*** Opening Data ***
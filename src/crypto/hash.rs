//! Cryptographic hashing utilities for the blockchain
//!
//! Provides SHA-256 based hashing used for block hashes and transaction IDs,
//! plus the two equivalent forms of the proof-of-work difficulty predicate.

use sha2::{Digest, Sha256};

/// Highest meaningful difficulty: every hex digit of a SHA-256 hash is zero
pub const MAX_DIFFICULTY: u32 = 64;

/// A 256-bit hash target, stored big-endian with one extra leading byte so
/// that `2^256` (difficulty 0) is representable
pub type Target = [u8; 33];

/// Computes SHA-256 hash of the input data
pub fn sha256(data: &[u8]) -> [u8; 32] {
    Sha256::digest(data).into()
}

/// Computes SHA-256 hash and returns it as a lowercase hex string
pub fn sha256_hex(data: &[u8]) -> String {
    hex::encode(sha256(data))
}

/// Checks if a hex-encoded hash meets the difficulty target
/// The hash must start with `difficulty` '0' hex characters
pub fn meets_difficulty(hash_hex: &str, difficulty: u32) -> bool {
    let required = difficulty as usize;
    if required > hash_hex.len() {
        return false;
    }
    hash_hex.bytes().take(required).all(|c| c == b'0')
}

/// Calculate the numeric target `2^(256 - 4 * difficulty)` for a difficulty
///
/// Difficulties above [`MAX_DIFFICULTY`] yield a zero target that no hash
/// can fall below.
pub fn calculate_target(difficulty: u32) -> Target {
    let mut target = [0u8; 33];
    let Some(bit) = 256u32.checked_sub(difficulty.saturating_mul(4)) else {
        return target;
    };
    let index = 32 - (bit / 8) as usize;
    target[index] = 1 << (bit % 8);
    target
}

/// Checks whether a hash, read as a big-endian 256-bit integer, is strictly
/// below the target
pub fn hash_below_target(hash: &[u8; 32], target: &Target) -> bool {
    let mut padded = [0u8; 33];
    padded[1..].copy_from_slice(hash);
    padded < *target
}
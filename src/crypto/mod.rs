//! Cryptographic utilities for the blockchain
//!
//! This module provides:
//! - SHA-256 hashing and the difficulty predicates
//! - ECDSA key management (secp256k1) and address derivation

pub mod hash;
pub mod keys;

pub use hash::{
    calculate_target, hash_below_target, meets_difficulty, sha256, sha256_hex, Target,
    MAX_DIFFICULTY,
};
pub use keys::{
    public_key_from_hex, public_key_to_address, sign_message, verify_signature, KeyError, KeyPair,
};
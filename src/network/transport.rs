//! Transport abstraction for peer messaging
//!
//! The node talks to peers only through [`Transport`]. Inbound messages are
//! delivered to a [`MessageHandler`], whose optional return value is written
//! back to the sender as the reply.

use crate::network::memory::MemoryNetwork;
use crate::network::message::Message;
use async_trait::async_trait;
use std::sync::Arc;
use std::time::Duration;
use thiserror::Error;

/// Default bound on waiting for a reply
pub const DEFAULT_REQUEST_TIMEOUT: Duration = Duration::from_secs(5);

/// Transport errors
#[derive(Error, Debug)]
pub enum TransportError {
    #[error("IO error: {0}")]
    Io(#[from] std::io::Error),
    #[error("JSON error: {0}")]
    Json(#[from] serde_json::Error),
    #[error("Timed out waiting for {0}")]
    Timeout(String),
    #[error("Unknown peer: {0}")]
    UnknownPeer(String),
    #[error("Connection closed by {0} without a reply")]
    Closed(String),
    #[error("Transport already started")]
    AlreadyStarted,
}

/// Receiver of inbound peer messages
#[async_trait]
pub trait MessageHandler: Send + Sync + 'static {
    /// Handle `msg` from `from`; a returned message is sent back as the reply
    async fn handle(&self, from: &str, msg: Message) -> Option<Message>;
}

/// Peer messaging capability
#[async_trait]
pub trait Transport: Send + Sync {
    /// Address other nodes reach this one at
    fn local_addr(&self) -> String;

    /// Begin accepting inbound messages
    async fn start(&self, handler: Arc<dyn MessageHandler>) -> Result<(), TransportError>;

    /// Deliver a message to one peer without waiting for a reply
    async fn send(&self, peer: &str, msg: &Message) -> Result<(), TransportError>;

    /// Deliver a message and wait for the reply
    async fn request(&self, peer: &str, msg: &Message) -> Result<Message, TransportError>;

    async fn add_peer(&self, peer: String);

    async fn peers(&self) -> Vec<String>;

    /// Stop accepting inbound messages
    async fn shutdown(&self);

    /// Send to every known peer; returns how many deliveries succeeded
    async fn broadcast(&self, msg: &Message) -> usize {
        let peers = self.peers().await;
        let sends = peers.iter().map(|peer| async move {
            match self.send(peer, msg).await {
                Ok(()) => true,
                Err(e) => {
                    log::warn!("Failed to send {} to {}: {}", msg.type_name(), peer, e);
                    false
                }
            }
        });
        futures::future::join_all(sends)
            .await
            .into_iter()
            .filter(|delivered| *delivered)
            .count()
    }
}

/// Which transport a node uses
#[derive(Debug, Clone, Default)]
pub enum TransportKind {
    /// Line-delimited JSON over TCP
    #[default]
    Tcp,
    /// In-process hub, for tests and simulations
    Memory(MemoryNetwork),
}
*** Closing Data ***
Task brief -
What you return should consist solely of the lines from the one containing "many deliveries succeeded" through the end of the entries above, reproduced exactly.

Output below -
    /// Send to every known peer; returns how many deliveries succeeded
    async fn broadcast(&self, msg: &Message) -> usize {
        let peers = self.peers().await;
        let sends = peers.iter().map(|peer| async move {
            match self.send(peer, msg).await {
                Ok(()) => true,
                Err(e) => {
                    log::warn!("Failed to send {} to {}: {}", msg.type_name(), peer, e);
                    false
                }
            }
        });
        futures::future::join_all(sends)
            .await
            .into_iter()
            .filter(|delivered| *delivered)
            .count()
    }
}

/// Which transport a node uses
#[derive(Debug, Clone, Default)]
pub enum TransportKind {
    /// Line-delimited JSON over TCP
    #[default]
    Tcp,
    /// In-process hub, for tests and simulations
    Memory(MemoryNetwork),
}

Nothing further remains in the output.